Их зачислили в одну группу.
Уже в начале учёбы Борислав Львович нечаянно обнаружил, что ему улыбается случай стать мужем не только Таёжке, но и параллельно расшалившейся самой старенькой в округе кафедральной проказнице Люции Ивановне.
Он задумался и, кажется, горько затосковал.
Что делать?
К какому берегу кидать чалки?
Борислав Львович был серьёзный человек, обстоятельный. К тому клонили, обязывали высокие лета.
Как человек обстоятельный, осторожный, он занялся налегке бухгалтерией, севши за счёты.
Таёжка молода, соблазнительно хороша.
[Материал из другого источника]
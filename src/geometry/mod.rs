pub mod curve;
pub mod surface;

pub use curve::{Arc, Curve, CurveDomain, Line};
pub use surface::{Cylinder, Plane, Surface, SurfaceDomain};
Всё пока чики-брики. Одно очко. Но!.. Положение – ноль. Перспектива – прозябание где-нибудь в нарымской Ривьере по распределению. Минус очко. Итого имеем круглый ноль. Полный трындец! Лешак его знает, что за жизнь? Кроме вечного рака головы[24] что с нею наживёшь? Потрясение мозгов!
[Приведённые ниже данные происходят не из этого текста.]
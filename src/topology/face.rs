use crate::geometry::surface::{Cylinder, Plane};

use super::wire::WireId;

slotmap::new_key_type! {
    /// Unique identifier for a face in the topology store.
    pub struct FaceId;
}

/// The geometric surface associated with a face.
#[derive(Debug, Clone)]
pub enum FaceSurface {
    /// A planar surface.
    Plane(Plane),
    /// A cylindrical surface.
    Cylinder(Cylinder),
}

/// Data associated with a topological face.
///
/// A face is a bounded region on a surface, defined by an outer wire
/// and optionally inner wires (holes).
#[derive(Debug, Clone)]
pub struct FaceData {
    /// The geometric surface on which this face lies.
    pub surface: FaceSurface,
    /// The outer boundary wire.
    pub outer_wire: WireId,
    /// Inner boundary wires (holes).
    pub inner_wires: Vec<WireId>,
    /// If `true`, the face normal agrees with the surface normal.
    pub same_sense: bool,
}

impl FaceData {
    /// Iterates over the outer wire followed by every inner wire.
    pub fn wires(&self) -> impl Iterator<Item = WireId> + '_ {
        std::iter::once(self.outer_wire).chain(self.inner_wires.iter().copied())
    }
}
use std::collections::HashMap;

use crate::error::{GeometryError, Result};
use crate::kernel::{EdgeKind, GeometryKernel};
use crate::math::Point3;
use crate::topology::{FaceId, OrientedEdge, VertexId};

/// One edge of a face's outer loop.
#[derive(Debug, Clone, Copy)]
pub(super) struct BoundaryEdge {
    pub oriented: OrientedEdge,
    /// Endpoints in the edge's own direction.
    pub start: VertexId,
    pub end: VertexId,
    pub kind: EdgeKind,
}

impl BoundaryEdge {
    /// The vertex the face's loop leaves this edge from.
    pub fn traversal_start(&self) -> VertexId {
        if self.oriented.forward {
            self.start
        } else {
            self.end
        }
    }

    pub fn touches(&self, moved: &HashMap<VertexId, Point3>) -> bool {
        moved.contains_key(&self.start) || moved.contains_key(&self.end)
    }
}

/// A face's outer loop, classified for rebuilding.
#[derive(Debug, Clone)]
pub(super) struct FaceDescriptor {
    /// Position of the face in the solid's face enumeration.
    pub index: usize,
    pub face: FaceId,
    pub boundary: Vec<BoundaryEdge>,
    pub inner_wires: usize,
    /// Whether any boundary vertex, holes included, is moved.
    pub affected: bool,
}

impl FaceDescriptor {
    /// Rejects affected faces this algorithm cannot rebuild.
    pub fn check_rebuildable(&self) -> Result<()> {
        if self.boundary.iter().any(|e| e.kind == EdgeKind::Curved) {
            return Err(GeometryError::UnsupportedCurvedEdge { face: self.index }.into());
        }
        if self.inner_wires > 0 {
            return Err(GeometryError::FaceReconstructionFailed(format!(
                "face {} has {} holes",
                self.index, self.inner_wires
            ))
            .into());
        }
        Ok(())
    }

    /// Loop corner positions with moves applied, in traversal order.
    pub fn moved_loop<K: GeometryKernel + ?Sized>(
        &self,
        kernel: &K,
        moved: &HashMap<VertexId, Point3>,
        min_edge: f64,
    ) -> Result<Vec<Point3>> {
        let points = self
            .boundary
            .iter()
            .map(|e| {
                let v = e.traversal_start();
                match moved.get(&v) {
                    Some(&target) => Ok(target),
                    None => kernel.vertex_point(v),
                }
            })
            .collect::<Result<Vec<_>>>()?;

        let n = points.len();
        for (i, p) in points.iter().enumerate() {
            if (points[(i + 1) % n] - p).norm() <= min_edge {
                return Err(GeometryError::DegenerateMove(format!(
                    "face {} would get a zero-length edge",
                    self.index
                ))
                .into());
            }
        }
        Ok(points)
    }
}

/// Describes every face of a solid, in face enumeration order.
pub(super) fn describe_faces<K: GeometryKernel + ?Sized>(
    kernel: &K,
    faces: &[FaceId],
    moved: &HashMap<VertexId, Point3>,
) -> Result<Vec<FaceDescriptor>> {
    faces
        .iter()
        .enumerate()
        .map(|(index, &face)| {
            let boundary = kernel
                .face_edges(face)?
                .into_iter()
                .map(|oriented| {
                    let (start, end) = kernel.edge_vertices(oriented.edge)?;
                    Ok(BoundaryEdge {
                        oriented,
                        start,
                        end,
                        kind: kernel.edge_kind(oriented.edge)?,
                    })
                })
                .collect::<Result<Vec<_>>>()?;
            let affected = kernel
                .face_vertices(face)?
                .iter()
                .any(|v| moved.contains_key(v));
            Ok(FaceDescriptor {
                index,
                face,
                boundary,
                inner_wires: kernel.face_inner_wire_count(face)?,
                affected,
            })
        })
        .collect()
}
Прокрутим вариант с шалуньей Люцией Ивановной.
Люция Ивановна достопочтенна, скромно говоря, николаевская невеста, но искренне тянется в соблазнительно хорошенькие. Желание вполне похвальное, однако, увы, неисполнимое: она на двадцать пять лет старше Бориски. Знамо дело, при всём горячем желании это в плюс не впихнёшь. Минус очко.
Ах, этот минус! Сдвинуться с ума!
Борислав Львович осерчал на закон.
Ну что это за закон – нельзя взять даже две жены? На востоке вон раньше табунами огребали и ничего, сатана тебя подхвати!
Нам табун не нужен, нам и две достаточно. Мы скромны, мы без байских замашек. Нам бы к красоте и молодости Таёжки пристегнуть всё то, чем владеет Люция Ивановна – и мы на гребне сбывшейся мечты! Сразу б начало светать в мозгах.[25] Полный же шоколад!
Но – закон-жесткач!
Выбирай. Эта на двадцать пять моложе тебя, та на двадцать пять старше тебя. Кругом пендык! Как выбирать?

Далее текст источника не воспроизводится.